BLACK SABBATH – 1970

Iommi, Ward, Butler, Osbourne

Un brano storico e rivoluzionario.
Personalmente, per questioni anagrafiche, acquistai il vinile all’inizio degli anni ottanta. Sarebbe bello poter credere che mettiate il disco sul piatto e aspettiate che la puntina si adagi sul primo solco. E’ un’illusione.

Chiaramente avrete scaricato il brano dalla rete! Posso assicurarvi che il gusto e l’emozione non saranno gli stessi. Queste sono le distorsioni del progresso che tanto aggiunge e tanto toglie. Pioggia battente tuoni e campane in lontananza. Poi un’improvvisa chitarra distorta e infine la voce unica di Ozzy Osbourne che racconta le inquietanti visioni notturne di un viaggiatore sperduto nella campagna inglese

Il segreto è lasciarsi trasportare attraverso sei minuti di follia. All’epoca rappresentò un punto di svolta nell’ambito del rock. Il gruppo pubblicò cinque album stupendi e rivoluzionari (dal punto di vista musicale!) in pochi anni poi iniziarono i problemi … ma questa è un’altra storia.

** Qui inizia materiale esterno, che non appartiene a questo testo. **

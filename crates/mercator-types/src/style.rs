//! Terminal color helpers.
//!
//! Command bodies style their text through these functions so the palette
//! stays consistent across scopes. Coloring follows `colored`'s global
//! switch (`NO_COLOR`, `CLICOLOR_FORCE`, non-terminal output).

use colored::Colorize;
use unicode_width::UnicodeWidthChar;

/// Field label (light green).
pub fn label(text: &str) -> String {
    text.bright_green().to_string()
}

/// Section heading (light white).
pub fn heading(text: &str) -> String {
    text.bright_white().bold().to_string()
}

/// Asset or currency name (light blue).
pub fn asset(text: &str) -> String {
    text.bright_blue().to_string()
}

/// Secondary field label (light yellow).
pub fn sublabel(text: &str) -> String {
    text.bright_yellow().to_string()
}

/// Positive marker (green).
pub fn good(text: &str) -> String {
    text.green().to_string()
}

/// Negative marker (red).
pub fn bad(text: &str) -> String {
    text.red().to_string()
}

/// Ask side of an order book (magenta).
pub fn ask(text: &str) -> String {
    text.magenta().to_string()
}

/// Bid side of an order book (cyan).
pub fn bid(text: &str) -> String {
    text.cyan().to_string()
}

/// De-emphasized text (gray).
pub fn dim(text: &str) -> String {
    text.bright_black().to_string()
}

/// Warning line printed when a command is aborted.
pub fn warning(text: &str) -> String {
    text.yellow().to_string()
}

/// `true` in green, `false` in red.
pub fn boolean(value: bool) -> String {
    if value { good("true") } else { bad("false") }
}

/// A `label: value` line.
pub fn info(name: &str, value: impl std::fmt::Display) -> String {
    format!("{}: {value}", label(name))
}

/// Terminal column width of `text` ignoring ANSI escape sequences.
pub fn visible_width(text: &str) -> usize {
    let mut width = 0;
    let mut chars = text.chars();
    while let Some(c) = chars.next() {
        if c == '\u{1b}' {
            // CSI sequence: ESC '[' params final-byte
            for c in chars.by_ref() {
                if c.is_ascii_alphabetic() {
                    break;
                }
            }
        } else {
            width += c.width().unwrap_or(0);
        }
    }
    width
}
//! Remote filesystem contracts: DTOs, errors, the service trait, and its HTTP and in-memory
//! implementations.

pub mod disposition;
pub mod error;
pub mod http;
pub mod memory;
pub mod service;
pub mod types;
pub mod upload_source;

pub use error::{ErrorKind, RemoteFsError, RemoteFsResult};
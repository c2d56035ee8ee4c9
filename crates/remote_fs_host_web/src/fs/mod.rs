//! Browser implementations of the remote filesystem seams.

pub mod download;
pub mod transport;
pub mod upload;
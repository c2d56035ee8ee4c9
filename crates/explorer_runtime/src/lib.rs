//! Navigation and synchronization engine of the remote filesystem explorer.
//!
//! [`DirectoryBrowserController`] owns a [`NavigationState`] breadcrumb and drives every
//! transition through a [`remote_fs_host::RemoteFsService`]: navigation resolves before the
//! breadcrumb changes, mutations are followed by a refresh, and uploads run through a
//! [`ChunkedUploadSession`]. Rendering is left to the embedding UI.

#![warn(missing_docs, rustdoc::broken_intra_doc_links)]

pub mod controller;
pub mod navigation;
pub mod upload;

pub use controller::{
    BrowserError, BrowserFailure, BrowserState, DirectoryBrowserController, FailureKind, SideMenu,
};
pub use navigation::{AtRoot, NavigationFrame, NavigationState};
pub use upload::{ChunkedUploadSession, UploadError, UploadFailureReason, UploadTask};
//! Saving downloaded files through the browser's download flow.

use remote_fs_host::{DownloadedFile, DEFAULT_DOWNLOAD_FILENAME};

use crate::bridge;

/// Offers `file` to the user as a download.
///
/// # Errors
///
/// Returns an error when the document is unavailable or the browser refuses the blob.
pub fn save_downloaded_file(file: &DownloadedFile) -> Result<(), String> {
    let filename = match file.filename.trim() {
        "" => DEFAULT_DOWNLOAD_FILENAME,
        name => name,
    };
    bridge::save_download(filename, &file.bytes)
}

#[cfg(test)]
mod tests {
    use super::*;

    #[cfg(not(target_arch = "wasm32"))]
    #[test]
    fn saving_is_unavailable_off_wasm() {
        let file = DownloadedFile {
            filename: "report.pdf".to_string(),
            bytes: vec![1, 2, 3],
        };
        let err = save_downloaded_file(&file).expect_err("no document off wasm");
        assert!(err.contains("wasm32"));
    }
}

Val la pena soffermarsi sulla copertina stupenda. Si tratta dell’elaborazione di una foto che ritrae il mulino ad acqua Mapledurham Watermill situato sul Tamigi nella contea di Oxfordshire. Vi è stata aggiunta un’inquietante figura di donna vestita di nero.

L’autore della storica foto è Marcus Keef. Se avete voglia e tempo, consiglio una visione delle sue tante opere fotografiche. C’è anche un pochino d’Italia nella storia di questo storico gruppo. Il nome fu preso dal titolo inglese de “I tre volti della paura”, un film di Mario Bava tratto da racconti di Cechov e Tolstoj, di cui era appassionato il chitarrista Tony Iommi. Gli intrecci tra le varie arti potrebbero continuare ed è proprio in questo il fascino di lasciarsi trasportare da un filo invisibile. In questo caso, le possibilità legate al web sono infinite. 

Iniziate il viaggio … e buona musica.